— TASK ITEM —
Spot each line in the data below containing "format" and copy it.

Collected data entries:
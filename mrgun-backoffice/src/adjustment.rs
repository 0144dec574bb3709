//! Admin balance adjustment (§4.5): locks the operator row, applies a
//! signed delta, and records a matching adjustment Transaction. A subtract
//! that would drive the balance below zero is rejected before any write.

use mrgun_common::{
    ids::{OperatorId, TransactionId},
    Money,
};
use mrgun_store::{
    models::TransactionType, operator, transaction::NewTransaction, LedgerStore,
};
use rust_decimal::Decimal;

use crate::error::BackofficeError;

#[derive(Debug, Clone, Copy, PartialEq, Eq)]
pub enum Direction {
    Add,
    Subtract,
}

pub struct AdjustmentResult {
    pub balance_after: Money,
    pub transaction_id: uuid::Uuid,
}

pub async fn adjust_balance(
    store: &LedgerStore,
    operator_id: OperatorId,
    direction: Direction,
    amount: Money,
    reason: String,
) -> Result<AdjustmentResult, BackofficeError> {
    store
        .with_tx(move |tx| {
            Box::pin(async move {
                let operator = operator::lock_operator_for_update(tx, operator_id).await?;
                let balance_before = operator.balance();

                let signed_amount = match direction {
                    Direction::Add => amount,
                    Direction::Subtract => -amount,
                };

                if direction == Direction::Subtract && balance_before < amount {
                    return Err(BackofficeError::InsufficientBalance);
                }

                let balance_after = balance_before + signed_amount;

                let updated = operator::apply_balance_delta(
                    tx,
                    operator_id,
                    signed_amount.as_decimal(),
                    Decimal::ZERO,
                    Decimal::ZERO,
                    Decimal::ZERO,
                )
                .await?;
                debug_assert_eq!(updated.balance(), balance_after);

                let transaction_id = TransactionId::generate();
                let description = match direction {
                    Direction::Add => format!("admin adjustment +{amount}: {reason}"),
                    Direction::Subtract => format!("admin adjustment -{amount}: {reason}"),
                };

                mrgun_store::transaction::insert_transaction(
                    tx,
                    NewTransaction {
                        transaction_id,
                        operator_id,
                        transaction_type: TransactionType::Adjustment,
                        amount: signed_amount,
                        balance_before,
                        balance_after,
                        description,
                        related_id: None,
                    },
                )
                .await?;

                Ok(AdjustmentResult {
                    balance_after,
                    transaction_id: transaction_id.as_uuid(),
                })
            })
        })
        .await
}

— RESPONSE —
                    Direction::Add => format!("admin adjustment +{amount}: {reason}"),
                    Direction::Subtract => format!("admin adjustment -{amount}: {reason}"),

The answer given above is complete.